Thursday, October 15, 2009

Alec Baldwin ~ A Letter From a Reader of My Book





Alec Baldwin

Alec Baldwin

Posted: October 15, 2009 03:50 PM

A Letter From a Reader of My Book

The following is a letter that I recently received from a man in California:

Dear Alec Baldwin,


I am a divorced father living in (name of city) in the San Francisco Bay area. My ex-wife has primary custody of our 11 year-old daughter. I read your book (A Promise to Ourselves: A Journey through Fatherhood and Divorce; St. Martin's Press) and I also saw you speak during your book promotion at the Commonwealth Club here. Needless to say, I identified with your story and those of others depicted in your book to a great degree.
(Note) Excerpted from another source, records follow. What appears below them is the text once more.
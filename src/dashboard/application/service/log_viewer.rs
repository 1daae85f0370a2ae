//! Pollable plain-text log panes.

use crate::{
    ConsoleResult,
    core::{
        domain::model::log_source::{EMPTY_LOG_PLACEHOLDER, LogSource},
        infrastructure::poller::PollHandle,
    },
    dashboard::application::control_api::ControlApi,
};
use std::sync::Arc;
use std::time::Duration;
use tokio::sync::{Mutex, RwLock};

/// What a tick needs. Kept apart from the handle so the running task does
/// not keep its own handle alive.
#[derive(Clone)]
struct LogFetcher {
    api: Arc<dyn ControlApi>,
    source: LogSource,
    buffer: Arc<RwLock<String>>,
}

impl LogFetcher {
    async fn fetch_once(&self) {
        let text = match self.api.logs(self.source).await {
            Ok(body) if body.is_empty() => EMPTY_LOG_PLACEHOLDER.to_string(),
            Ok(body) => body,
            Err(e) => {
                tracing::warn!(source = %self.source, error = %e, "Log fetch failed");
                self.source.error_placeholder()
            }
        };
        *self.buffer.write().await = text;
    }
}

/// A log pane that polls its source while open.
///
/// Clones share the buffer and the open/closed state.
#[derive(Clone)]
pub struct LogViewer {
    fetcher: LogFetcher,
    period: Duration,
    handle: Arc<Mutex<Option<PollHandle>>>,
}

impl LogViewer {
    pub fn new(api: Arc<dyn ControlApi>, source: LogSource, period: Duration) -> Self {
        Self {
            fetcher: LogFetcher {
                api,
                source,
                buffer: Arc::new(RwLock::new(String::new())),
            },
            period,
            handle: Arc::new(Mutex::new(None)),
        }
    }

    pub fn source(&self) -> LogSource {
        self.fetcher.source
    }

    /// Current text, kept verbatim.
    pub async fn text(&self) -> String {
        self.fetcher.buffer.read().await.clone()
    }

    pub async fn is_open(&self) -> bool {
        self.handle
            .lock()
            .await
            .as_ref()
            .is_some_and(PollHandle::is_active)
    }

    /// Starts polling. Opening an open viewer does nothing.
    pub async fn open(&self) -> ConsoleResult<()> {
        let mut handle = self.handle.lock().await;
        if handle.as_ref().is_some_and(PollHandle::is_active) {
            return Ok(());
        }

        let fetcher = self.fetcher.clone();
        *handle = Some(PollHandle::spawn("logs", self.period, move || {
            let fetcher = fetcher.clone();
            async move { fetcher.fetch_once().await }
        })?);
        Ok(())
    }

    /// Stops polling and waits until no tick can write the buffer.
    pub async fn close(&self) {
        let handle = self.handle.lock().await.take();
        if let Some(handle) = handle {
            handle.stop().await;
        }
    }

    /// Opens a closed viewer or closes an open one. Returns whether it is
    /// open afterwards.
    pub async fn toggle(&self) -> ConsoleResult<bool> {
        if self.is_open().await {
            self.close().await;
            Ok(false)
        } else {
            self.open().await?;
            Ok(true)
        }
    }

    /// Runs one fetch outside the poll loop.
    pub async fn refresh(&self) {
        self.fetcher.fetch_once().await;
    }

    pub async fn clear(&self) {
        self.fetcher.buffer.write().await.clear();
    }
}
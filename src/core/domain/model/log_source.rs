use crate::core::domain::value_object::ExternalPort;
use std::fmt;

/// Shown when a log endpoint returns an empty body.
pub const EMPTY_LOG_PLACEHOLDER: &str = "No logs available.";

/// A plain-text log endpoint.
#[derive(Debug, Clone, Copy, PartialEq, Eq, Hash)]
pub enum LogSource {
    /// Single-instance LLM server, `/logs/`.
    Llm,
    /// Stable Diffusion server, `/sd-logs/`.
    StableDiffusion,
    /// One multi-instance LLM process, `/llm-logs/?external_port=N`.
    Instance(ExternalPort),
}

impl LogSource {
    pub fn path(&self) -> &'static str {
        match self {
            LogSource::Llm => "/logs/",
            LogSource::StableDiffusion => "/sd-logs/",
            LogSource::Instance(_) => "/llm-logs/",
        }
    }

    pub fn query(&self) -> Vec<(&'static str, String)> {
        match self {
            LogSource::Instance(port) => vec![("external_port", port.to_string())],
            _ => Vec::new(),
        }
    }

    /// Placeholder rendered when the fetch fails.
    pub fn error_placeholder(&self) -> String {
        match self {
            LogSource::Llm => "Error fetching logs.".to_string(),
            LogSource::StableDiffusion => "Error fetching Stable Diffusion logs.".to_string(),
            LogSource::Instance(port) => format!("Error fetching logs for port {}.", port),
        }
    }
}

impl fmt::Display for LogSource {
    fn fmt(&self, f: &mut fmt::Formatter<'_>) -> fmt::Result {
        match self {
            LogSource::Llm => f.write_str("llm"),
            LogSource::StableDiffusion => f.write_str("stable-diffusion"),
            LogSource::Instance(port) => write!(f, "llm:{}", port),
        }
    }
}
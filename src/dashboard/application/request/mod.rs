pub mod access_request;
pub mod download_request;
pub mod instance_request;
pub mod server_request;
I have been the victim of parental alienation for five years now. Like you, I have had multiple judges preside over my case; first in mediation, then in court. Like you, one of those judges seemed to understand the principle that "all behavior is consistent" in marriages and on into divorce litigation. My ex-wife is a complicated and narcissistic woman. Subsequently, she and her lawyers have created every obstacle to my custody of my only child. They have succeeded at both denying my requests for time and blocking me from exercising time that I had been awarded by a judge. Much of this comes about as the result of convincing my daughter to speak against me to her court-appointed therapist. My daughter would attend sessions wherein she would describe her visits with me in ways that blatantly contradicted my sense of our time together (as well as what others plainly witnessed) and in language that I found unfamiliar to my daughter. It had sounded to me like the child had been coached to use hot button words like "unsafe" to describe how she felt if I reprimanded her. She described to the court that I never paid any real attention to her during our visits as I was "always on the phone and doing business." I wondered how I could be doing all of that business when we were on rides all day at Six Flags Discovery Kingdom.

Things in my case have turned even more unfair, inefficient and downright maddening since the court appointed a minor's counsel to represent my daughter. You briefly touch upon this in your book, but I want to share with you some of what I have encountered. During the period of my custody battle, I have not stood idly by while judges and lawyers suggested or demanded what I should do to better my chances of having a healthy relationship with my daughter. I have been proactive, in the extreme, on my own. I have contacted and had appointments with multiple family law related therapists and learned some interesting things from one or two, particularly those that do not rely on the judicial system for their clients.

Well-regarded therapists I have met with expressed grave reservations about ad litem attorneys in custody cases. Such lawyers too often function as ersatz therapists, probing, speculating about and shaping what their minor clients wish to say or not say to the court. These lawyers are untrained in any field of therapy, let alone the complex issues involving child therapy. And, like the overwhelming number of lawyers in the family law system in California, they cannot resist the opportunity to make hearings, ex partes and any other form of litigation drag on as long as possible in order to pad their fees.

You make certain proposals in your book. That custody evaluators should be selected without the involvement of attorneys. That there be default positions that courts assume for minimal custody for fathers where there are no valid arguments against such orders. That Special Masters serve indefinite terms. (My ex fired ours, too.)

I would add to this list the abolition of minor's counsel provisions in family law. As you said in your book, there are already enough avaricious, ineffectual lawyers in our lives.

Oddly enough, I am a lawyer practicing corporate litigation with a firm that enjoys a sterling reputation for advising our clients as how litigation should be avoided at all costs. We have saved clients untold amounts of money. However, the family law system in California is a disgrace and it is a prime example as to why Americans have little or no faith left in lawyers, judges and justice in our country.

Sincerely,

Don (name withheld)

My book, A Promise to Ourselves, is now out in paperback.

1 comment:

Captain Courageous said...

Accusations of being paranoid aside, it is neither grandiose nor delusional to sense a conspiracy going on, one of grand proportions.
Women appear to be putting a lock on education from cradle to grave; the legal and judicial systems; advertising; the media; entertainment and politics (especially in the roles of advisors, analysts and consultants). We must form organizations, recruit members, collect donations/dues and network like hell, and we must do it 'yesterday'. Above all, we must enforce existing laws on human rights and the Constitution, before they are repealed.